● Task objective: Set down a word-for-word copy of the data below, limited to the lines from the first through the line with "fn to_record(&self, key: BucketKey)".

++++++++++

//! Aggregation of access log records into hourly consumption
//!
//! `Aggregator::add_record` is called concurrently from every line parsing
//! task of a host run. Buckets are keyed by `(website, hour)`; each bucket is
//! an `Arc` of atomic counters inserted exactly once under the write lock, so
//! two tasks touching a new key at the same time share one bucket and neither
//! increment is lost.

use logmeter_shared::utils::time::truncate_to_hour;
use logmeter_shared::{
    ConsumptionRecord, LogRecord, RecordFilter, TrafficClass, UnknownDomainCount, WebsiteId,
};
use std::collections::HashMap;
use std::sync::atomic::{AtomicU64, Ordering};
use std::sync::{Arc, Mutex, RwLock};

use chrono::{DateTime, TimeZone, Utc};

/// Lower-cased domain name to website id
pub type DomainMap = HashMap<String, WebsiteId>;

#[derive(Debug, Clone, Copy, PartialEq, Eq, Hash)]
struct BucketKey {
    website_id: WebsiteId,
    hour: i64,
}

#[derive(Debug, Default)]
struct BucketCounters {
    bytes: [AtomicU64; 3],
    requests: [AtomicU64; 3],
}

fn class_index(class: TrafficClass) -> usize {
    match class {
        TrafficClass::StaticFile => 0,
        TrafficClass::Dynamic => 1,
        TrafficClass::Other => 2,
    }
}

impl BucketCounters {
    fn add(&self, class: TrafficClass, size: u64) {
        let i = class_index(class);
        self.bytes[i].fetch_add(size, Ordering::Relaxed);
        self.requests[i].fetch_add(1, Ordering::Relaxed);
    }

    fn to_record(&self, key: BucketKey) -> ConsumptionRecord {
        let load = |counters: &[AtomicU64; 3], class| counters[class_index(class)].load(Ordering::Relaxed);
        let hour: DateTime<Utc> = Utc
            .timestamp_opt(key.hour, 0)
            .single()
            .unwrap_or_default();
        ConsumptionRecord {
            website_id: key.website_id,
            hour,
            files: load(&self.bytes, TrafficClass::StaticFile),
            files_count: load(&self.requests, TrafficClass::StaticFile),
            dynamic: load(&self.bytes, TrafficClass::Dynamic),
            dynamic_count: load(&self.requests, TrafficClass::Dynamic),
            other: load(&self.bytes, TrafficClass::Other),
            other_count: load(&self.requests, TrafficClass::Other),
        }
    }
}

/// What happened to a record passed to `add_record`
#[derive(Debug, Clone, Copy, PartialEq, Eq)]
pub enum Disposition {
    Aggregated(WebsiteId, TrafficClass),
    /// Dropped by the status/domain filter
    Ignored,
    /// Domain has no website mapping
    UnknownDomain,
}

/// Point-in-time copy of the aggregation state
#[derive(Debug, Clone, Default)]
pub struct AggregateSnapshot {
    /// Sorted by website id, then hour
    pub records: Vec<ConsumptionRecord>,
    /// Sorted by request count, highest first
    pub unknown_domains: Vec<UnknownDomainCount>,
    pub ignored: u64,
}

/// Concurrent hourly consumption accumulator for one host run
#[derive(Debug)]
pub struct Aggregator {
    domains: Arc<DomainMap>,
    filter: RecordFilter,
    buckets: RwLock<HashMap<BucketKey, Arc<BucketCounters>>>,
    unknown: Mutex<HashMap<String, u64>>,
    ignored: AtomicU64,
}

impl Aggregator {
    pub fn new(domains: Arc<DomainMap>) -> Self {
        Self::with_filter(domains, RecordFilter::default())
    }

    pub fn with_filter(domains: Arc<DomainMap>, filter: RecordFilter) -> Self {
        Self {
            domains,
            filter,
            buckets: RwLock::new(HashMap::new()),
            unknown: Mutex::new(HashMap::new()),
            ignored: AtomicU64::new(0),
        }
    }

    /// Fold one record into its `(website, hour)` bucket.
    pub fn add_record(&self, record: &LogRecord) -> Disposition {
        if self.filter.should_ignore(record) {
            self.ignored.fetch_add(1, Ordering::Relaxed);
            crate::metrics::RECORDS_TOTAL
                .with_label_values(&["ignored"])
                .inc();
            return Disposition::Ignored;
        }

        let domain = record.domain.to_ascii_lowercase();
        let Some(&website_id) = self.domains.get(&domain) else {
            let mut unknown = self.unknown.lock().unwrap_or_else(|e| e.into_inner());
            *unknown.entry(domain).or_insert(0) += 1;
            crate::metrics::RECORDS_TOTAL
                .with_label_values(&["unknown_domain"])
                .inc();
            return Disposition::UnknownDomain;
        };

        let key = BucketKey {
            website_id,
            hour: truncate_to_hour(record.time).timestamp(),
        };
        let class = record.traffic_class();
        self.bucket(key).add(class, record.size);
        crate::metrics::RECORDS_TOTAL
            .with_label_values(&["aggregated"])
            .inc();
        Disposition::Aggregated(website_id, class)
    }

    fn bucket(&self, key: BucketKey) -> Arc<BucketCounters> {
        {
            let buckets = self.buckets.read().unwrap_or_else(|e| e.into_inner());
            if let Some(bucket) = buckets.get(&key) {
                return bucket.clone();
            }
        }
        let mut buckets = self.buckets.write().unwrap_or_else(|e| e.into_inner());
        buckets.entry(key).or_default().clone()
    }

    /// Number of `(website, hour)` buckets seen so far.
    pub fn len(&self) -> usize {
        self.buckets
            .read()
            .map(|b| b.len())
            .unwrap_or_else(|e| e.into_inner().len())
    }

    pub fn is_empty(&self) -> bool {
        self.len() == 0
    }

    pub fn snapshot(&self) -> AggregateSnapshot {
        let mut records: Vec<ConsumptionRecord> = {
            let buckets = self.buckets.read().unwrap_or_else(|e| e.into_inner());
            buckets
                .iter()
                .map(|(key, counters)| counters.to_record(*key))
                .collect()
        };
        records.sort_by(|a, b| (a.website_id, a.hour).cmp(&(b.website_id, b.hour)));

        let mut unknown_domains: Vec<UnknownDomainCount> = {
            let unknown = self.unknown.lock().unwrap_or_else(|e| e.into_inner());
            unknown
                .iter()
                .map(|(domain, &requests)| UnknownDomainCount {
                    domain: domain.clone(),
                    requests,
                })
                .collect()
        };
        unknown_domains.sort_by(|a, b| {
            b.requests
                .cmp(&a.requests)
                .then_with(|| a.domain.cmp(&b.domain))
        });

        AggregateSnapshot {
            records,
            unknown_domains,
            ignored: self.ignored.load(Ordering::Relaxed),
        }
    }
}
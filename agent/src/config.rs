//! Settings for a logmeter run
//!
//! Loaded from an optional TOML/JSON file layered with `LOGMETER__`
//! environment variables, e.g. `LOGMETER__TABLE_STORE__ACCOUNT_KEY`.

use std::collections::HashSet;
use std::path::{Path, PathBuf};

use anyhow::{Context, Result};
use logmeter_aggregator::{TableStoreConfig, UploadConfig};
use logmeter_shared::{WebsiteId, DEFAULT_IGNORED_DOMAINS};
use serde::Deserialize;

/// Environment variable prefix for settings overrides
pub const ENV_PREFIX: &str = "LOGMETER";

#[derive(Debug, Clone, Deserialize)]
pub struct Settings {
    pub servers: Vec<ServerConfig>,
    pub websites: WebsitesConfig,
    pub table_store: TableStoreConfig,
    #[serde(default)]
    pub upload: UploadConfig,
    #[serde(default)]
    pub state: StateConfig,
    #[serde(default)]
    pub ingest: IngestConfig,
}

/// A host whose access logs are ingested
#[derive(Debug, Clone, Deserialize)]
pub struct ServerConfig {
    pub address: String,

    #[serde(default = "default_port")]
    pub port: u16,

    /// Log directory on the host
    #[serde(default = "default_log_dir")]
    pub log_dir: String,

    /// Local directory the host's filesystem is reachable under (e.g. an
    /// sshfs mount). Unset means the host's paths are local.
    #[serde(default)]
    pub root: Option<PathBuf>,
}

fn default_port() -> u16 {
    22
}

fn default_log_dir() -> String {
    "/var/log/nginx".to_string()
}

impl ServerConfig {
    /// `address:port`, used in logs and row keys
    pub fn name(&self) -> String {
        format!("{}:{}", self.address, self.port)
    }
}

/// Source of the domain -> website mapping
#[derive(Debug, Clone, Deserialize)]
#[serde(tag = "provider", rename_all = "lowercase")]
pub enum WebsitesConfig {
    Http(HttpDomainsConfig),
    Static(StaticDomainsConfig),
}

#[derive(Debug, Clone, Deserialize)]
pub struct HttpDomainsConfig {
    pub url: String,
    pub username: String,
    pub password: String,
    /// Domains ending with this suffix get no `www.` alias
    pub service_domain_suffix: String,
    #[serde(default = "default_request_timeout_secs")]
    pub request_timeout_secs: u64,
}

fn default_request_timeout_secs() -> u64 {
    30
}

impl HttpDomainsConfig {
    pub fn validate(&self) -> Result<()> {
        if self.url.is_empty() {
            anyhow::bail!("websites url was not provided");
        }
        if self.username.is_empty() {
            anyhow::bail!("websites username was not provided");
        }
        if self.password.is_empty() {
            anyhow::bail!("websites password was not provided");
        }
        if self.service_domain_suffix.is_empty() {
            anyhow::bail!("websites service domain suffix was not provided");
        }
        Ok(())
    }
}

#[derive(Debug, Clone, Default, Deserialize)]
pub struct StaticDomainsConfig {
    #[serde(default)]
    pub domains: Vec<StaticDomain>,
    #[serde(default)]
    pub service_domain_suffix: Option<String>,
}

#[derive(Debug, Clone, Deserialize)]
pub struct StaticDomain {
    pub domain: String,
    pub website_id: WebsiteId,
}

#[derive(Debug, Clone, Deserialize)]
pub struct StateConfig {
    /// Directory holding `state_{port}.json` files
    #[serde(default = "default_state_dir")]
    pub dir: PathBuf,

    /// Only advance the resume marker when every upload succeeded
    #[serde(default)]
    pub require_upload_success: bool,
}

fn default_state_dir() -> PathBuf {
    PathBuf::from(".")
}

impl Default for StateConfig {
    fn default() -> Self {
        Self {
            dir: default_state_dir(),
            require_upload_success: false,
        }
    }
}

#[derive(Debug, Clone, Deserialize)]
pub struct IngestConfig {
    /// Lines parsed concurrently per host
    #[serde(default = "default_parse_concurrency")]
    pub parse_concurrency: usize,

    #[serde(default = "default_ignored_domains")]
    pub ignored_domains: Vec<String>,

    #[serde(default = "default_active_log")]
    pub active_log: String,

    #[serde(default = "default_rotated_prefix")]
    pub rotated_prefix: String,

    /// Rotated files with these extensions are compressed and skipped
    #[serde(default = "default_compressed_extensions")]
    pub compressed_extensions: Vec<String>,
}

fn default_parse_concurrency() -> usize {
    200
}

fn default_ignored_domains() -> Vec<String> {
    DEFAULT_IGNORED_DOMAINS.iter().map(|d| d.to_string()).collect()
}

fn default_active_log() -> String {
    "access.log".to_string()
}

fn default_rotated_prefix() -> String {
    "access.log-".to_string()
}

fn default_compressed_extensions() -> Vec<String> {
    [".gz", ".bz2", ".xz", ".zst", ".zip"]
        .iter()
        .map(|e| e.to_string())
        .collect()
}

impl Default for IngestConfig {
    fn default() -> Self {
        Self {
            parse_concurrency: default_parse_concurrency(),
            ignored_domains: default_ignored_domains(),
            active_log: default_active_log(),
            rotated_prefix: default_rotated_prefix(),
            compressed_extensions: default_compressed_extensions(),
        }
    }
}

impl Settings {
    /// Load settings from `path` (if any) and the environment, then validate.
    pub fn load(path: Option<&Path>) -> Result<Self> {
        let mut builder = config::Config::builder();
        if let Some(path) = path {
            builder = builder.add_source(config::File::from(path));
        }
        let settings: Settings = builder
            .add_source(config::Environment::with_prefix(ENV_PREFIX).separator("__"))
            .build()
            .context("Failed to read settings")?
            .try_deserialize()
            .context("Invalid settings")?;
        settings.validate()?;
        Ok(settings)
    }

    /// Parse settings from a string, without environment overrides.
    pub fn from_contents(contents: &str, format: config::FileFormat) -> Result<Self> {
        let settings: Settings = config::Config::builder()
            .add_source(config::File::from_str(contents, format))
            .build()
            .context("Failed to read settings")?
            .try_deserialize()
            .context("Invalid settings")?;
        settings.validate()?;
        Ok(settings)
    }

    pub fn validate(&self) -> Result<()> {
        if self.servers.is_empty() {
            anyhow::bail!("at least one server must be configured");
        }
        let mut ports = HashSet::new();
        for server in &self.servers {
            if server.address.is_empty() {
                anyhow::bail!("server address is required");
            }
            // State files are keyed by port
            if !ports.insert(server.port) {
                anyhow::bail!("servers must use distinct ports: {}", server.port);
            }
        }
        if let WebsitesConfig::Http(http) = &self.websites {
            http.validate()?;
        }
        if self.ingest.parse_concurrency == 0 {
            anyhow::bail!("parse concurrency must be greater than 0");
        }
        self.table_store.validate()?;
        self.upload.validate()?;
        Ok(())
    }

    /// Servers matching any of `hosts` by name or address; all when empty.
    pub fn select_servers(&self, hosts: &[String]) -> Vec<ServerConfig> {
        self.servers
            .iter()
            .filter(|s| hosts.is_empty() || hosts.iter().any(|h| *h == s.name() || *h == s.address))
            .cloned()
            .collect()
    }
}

++++++++++

● Answer space:
//! Aggregation of access log records into hourly consumption
//!
//! `Aggregator::add_record` is called concurrently from every line parsing
//! task of a host run. Buckets are keyed by `(website, hour)`; each bucket is
//! an `Arc` of atomic counters inserted exactly once under the write lock, so
//! two tasks touching a new key at the same time share one bucket and neither
//! increment is lost.

use logmeter_shared::utils::time::truncate_to_hour;
use logmeter_shared::{
    ConsumptionRecord, LogRecord, RecordFilter, TrafficClass, UnknownDomainCount, WebsiteId,
};
use std::collections::HashMap;
use std::sync::atomic::{AtomicU64, Ordering};
use std::sync::{Arc, Mutex, RwLock};

use chrono::{DateTime, TimeZone, Utc};

/// Lower-cased domain name to website id
pub type DomainMap = HashMap<String, WebsiteId>;

#[derive(Debug, Clone, Copy, PartialEq, Eq, Hash)]
struct BucketKey {
    website_id: WebsiteId,
    hour: i64,
}

#[derive(Debug, Default)]
struct BucketCounters {
    bytes: [AtomicU64; 3],
    requests: [AtomicU64; 3],
}

fn class_index(class: TrafficClass) -> usize {
    match class {
        TrafficClass::StaticFile => 0,
        TrafficClass::Dynamic => 1,
        TrafficClass::Other => 2,
    }
}

impl BucketCounters {
    fn add(&self, class: TrafficClass, size: u64) {
        let i = class_index(class);
        self.bytes[i].fetch_add(size, Ordering::Relaxed);
        self.requests[i].fetch_add(1, Ordering::Relaxed);
    }

    fn to_record(&self, key: BucketKey) -> ConsumptionRecord {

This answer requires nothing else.